Il est important que la réorganisation ait un objectif : la vie religieuse et le dynamisme missionnaire. Il faut unifier la mission de la congrégation et répondre à la question « Quelle(s) mission(s) pour aujourd’hui ? ».
Il faut lui donner un corps solide, en évitant les trop grandes ruptures et en ménageant des périodes de transition. Que les nouvelles structures ne fragilisent pas les nouvelles fondations, et s’efforcent de promouvoir l’unité de la famille assomptionniste et de maintenir une certaine proximité entre les supérieurs et les religieux.

Un schéma possible
Sans ignorer les difficultés d’animation et d’organisation qu’une telle évolution suppose, il peut être intéressant d’imaginer une répartition de la congrégation par unités continentales (sauf l’Asie, encore trop jeune et trop fragile). Chaque supérieur continental serait en même temps assistant du Général. Pour son territoire, il serait lui-même assisté d’adjoints, de conseils, ou de délégués en fonction des régions et des missions spécifiques sous sa responsabilité. Une telle évolution pourrait maintenir une grande souplesse pour faciliter les relations transversales, comme maintenant entre la France, l’Afrique et Madagascar.
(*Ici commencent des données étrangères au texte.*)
//! YouTube connection and upload metadata models.

use chrono::{DateTime, Duration, Utc};
use schemars::JsonSchema;
use serde::{Deserialize, Serialize};
use std::fmt;

/// Visibility of an uploaded video.
#[derive(Debug, Clone, Copy, PartialEq, Eq, Hash, Serialize, Deserialize, JsonSchema, Default)]
#[serde(rename_all = "snake_case")]
pub enum PrivacyStatus {
    /// Visible to the owner only
    #[default]
    Private,
    /// Visible with the link
    Unlisted,
    /// Publicly listed
    Public,
}

impl PrivacyStatus {
    pub fn as_str(&self) -> &'static str {
        match self {
            PrivacyStatus::Private => "private",
            PrivacyStatus::Unlisted => "unlisted",
            PrivacyStatus::Public => "public",
        }
    }
}

impl fmt::Display for PrivacyStatus {
    fn fmt(&self, f: &mut fmt::Formatter<'_>) -> fmt::Result {
        write!(f, "{}", self.as_str())
    }
}

/// Per-account OAuth binding for YouTube uploads.
///
/// Tokens are stored opaque; encryption at rest is outside this core.
#[derive(Debug, Clone, Serialize, Deserialize, JsonSchema)]
pub struct YouTubeConnection {
    /// Channel ID the tokens are bound to
    pub channel_id: String,

    /// Channel display name
    #[serde(skip_serializing_if = "Option::is_none")]
    pub channel_title: Option<String>,

    /// Short-lived bearer token
    pub access_token: String,

    /// Long-lived refresh credential
    pub refresh_token: String,

    /// Access token expiry
    pub token_expires_at: DateTime<Utc>,

    /// Connection timestamp
    pub connected_at: DateTime<Utc>,
}

impl YouTubeConnection {
    /// Create a connection from an OAuth token exchange.
    pub fn new(
        channel_id: impl Into<String>,
        access_token: impl Into<String>,
        refresh_token: impl Into<String>,
        expires_in_secs: i64,
    ) -> Self {
        let now = Utc::now();
        Self {
            channel_id: channel_id.into(),
            channel_title: None,
            access_token: access_token.into(),
            refresh_token: refresh_token.into(),
            token_expires_at: now + Duration::seconds(expires_in_secs),
            connected_at: now,
        }
    }

    /// Set the channel title.
    pub fn with_channel_title(mut self, title: impl Into<String>) -> Self {
        self.channel_title = Some(title.into());
        self
    }

    /// Check if the access token has expired.
    pub fn is_token_expired(&self) -> bool {
        Utc::now() >= self.token_expires_at
    }

    /// Check if the token should be refreshed, with a safety buffer so an
    /// upload does not start with a token about to lapse mid-call.
    pub fn needs_refresh(&self, buffer_minutes: i64) -> bool {
        Utc::now() >= self.token_expires_at - Duration::minutes(buffer_minutes)
    }

    /// Store a refreshed access token.
    pub fn with_refreshed_token(
        mut self,
        access_token: impl Into<String>,
        expires_in_secs: i64,
    ) -> Self {
        self.access_token = access_token.into();
        self.token_expires_at = Utc::now() + Duration::seconds(expires_in_secs);
        self
    }
}

/// Upload configuration for a project's video.
#[derive(Debug, Clone, PartialEq, Serialize, Deserialize, JsonSchema)]
pub struct YouTubeMetadata {
    /// Video title (YouTube caps at 100 chars)
    pub title: String,

    /// Video description
    #[serde(default)]
    pub description: String,

    /// Tags attached to the video
    #[serde(default)]
    pub tags: Vec<String>,

    /// YouTube category; "22" is People & Blogs
    #[serde(default = "default_category_id")]
    pub category_id: String,

    /// Upload visibility
    #[serde(default)]
    pub privacy_status: PrivacyStatus,
}

fn default_category_id() -> String {
    "22".to_string()
}

impl YouTubeMetadata {
    /// Metadata with defaults for everything but the title.
    pub fn for_title(title: impl Into<String>) -> Self {
        let mut title = title.into();
        title.truncate(100);
        Self {
            title,
            description: String::new(),
            tags: Vec::new(),
            category_id: default_category_id(),
            privacy_status: PrivacyStatus::default(),
        }
    }

    /// Body for the YouTube `videos.insert` call.
    pub fn to_upload_body(&self) -> serde_json::Value {
        serde_json::json!({
            "snippet": {
                "title": self.title,
                "description": self.description,
                "tags": self.tags,
                "categoryId": self.category_id,
            },
            "status": {
                "privacyStatus": self.privacy_status.as_str(),
                "selfDeclaredMadeForKids": false,
            }
        })
    }
}

#[cfg(test)]
mod tests {
    use super::*;

    #[test]
    fn test_needs_refresh_buffer() {
        let conn = YouTubeConnection::new("UC123", "at", "rt", 600);
        assert!(!conn.is_token_expired());
        // 600s left, 5 minute buffer: fine
        assert!(!conn.needs_refresh(5));
        // 600s left, 15 minute buffer: refresh
        assert!(conn.needs_refresh(15));
    }

    #[test]
    fn test_refreshed_token() {
        let conn = YouTubeConnection::new("UC123", "old", "rt", -10);
        assert!(conn.is_token_expired());

        let refreshed = conn.with_refreshed_token("new", 3600);
        assert_eq!(refreshed.access_token, "new");
        assert!(!refreshed.is_token_expired());
        assert_eq!(refreshed.refresh_token, "rt");
    }

    #[test]
    fn test_metadata_defaults() {
        let meta = YouTubeMetadata::for_title("My Short");
        assert_eq!(meta.category_id, "22");
        assert_eq!(meta.privacy_status, PrivacyStatus::Private);

        let body = meta.to_upload_body();
        assert_eq!(body["snippet"]["title"], "My Short");
        assert_eq!(body["status"]["privacyStatus"], "private");
    }

    #[test]
    fn test_title_truncated_to_youtube_limit() {
        let meta = YouTubeMetadata::for_title("x".repeat(150));
        assert_eq!(meta.title.len(), 100);
    }
}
Les mission(s) de la Province dans les six ans à venir  

Hommes de communion ?
Le consensus est total : l’identité missionnaire assomptionniste, exprimée par la formule : « Homme de communion, proposant la foi, solidaire des plus pauvres » a été une colonne vertébrale spirituelle pour chacun et pour la Province. Claire et brève, la formule, de sensibilité augustinienne (unité, vérité, charité), est très opératoire : aussi bien comme charte d’actions et d’orientations que comme grille de lecture. Elle contribue à l’unité de la Province et à son dynamisme.
A la lumière de ce triptyque, il apparaît que les religieux de la Province ont des progrès à faire pour être vraiment des « hommes de communion ». Dans certaines communautés, il y a des dissensions, des tensions, des manques de communion et de relations, et dans la Province trop d’éparpillement et de dispersion apostoliques.
Cet objectif de communion est aussi à promouvoir et à développer dans l’Église, au niveau local et au niveau universel. Surtout dans un environnement qui change très vite et qui voit émerger de nouvelles sensibilités et de nouvelles ecclésiologies (cf. les polémiques récentes dans l’Église) ! A ce propos, le  Pèlé-National peut être un lieu privilégié de vérité et de validation.

Un programme d’actions
A partir du préalable « hommes de communion », le Conseil a décliné tout un programme d’actions :  accompagner les jeunes fondations ; de consolider les chantiers ; oser de nouvelles fondations : Amérique latine, Asie (Chine, Inde…) ; rappeler (ce qui pour certains est évident) les raisons de nos implantations en Orient, et redéfinir les missions ; préparer les jeunes à prendre des responsabilités ; promouvoir la ligne de vie religieuse qui est celle de l’Assomption ; se réapproprier l’esprit et les convictions du Vatican II, à l’occasion du cinquantenaire du concile (1962-2012), en revisitant l’histoire pour la transmettre aux jeunes générations et en favorisant une réflexion de fond sur la vie religieuse aujourd’hui.
En France, on peut s’attendre à un certain effondrement des structures traditionnelles de l’Église. Dans ce contexte, Bayard sera sans doute appelée à assumer une mission de suppléance, et à développer son travail de discernement théologique.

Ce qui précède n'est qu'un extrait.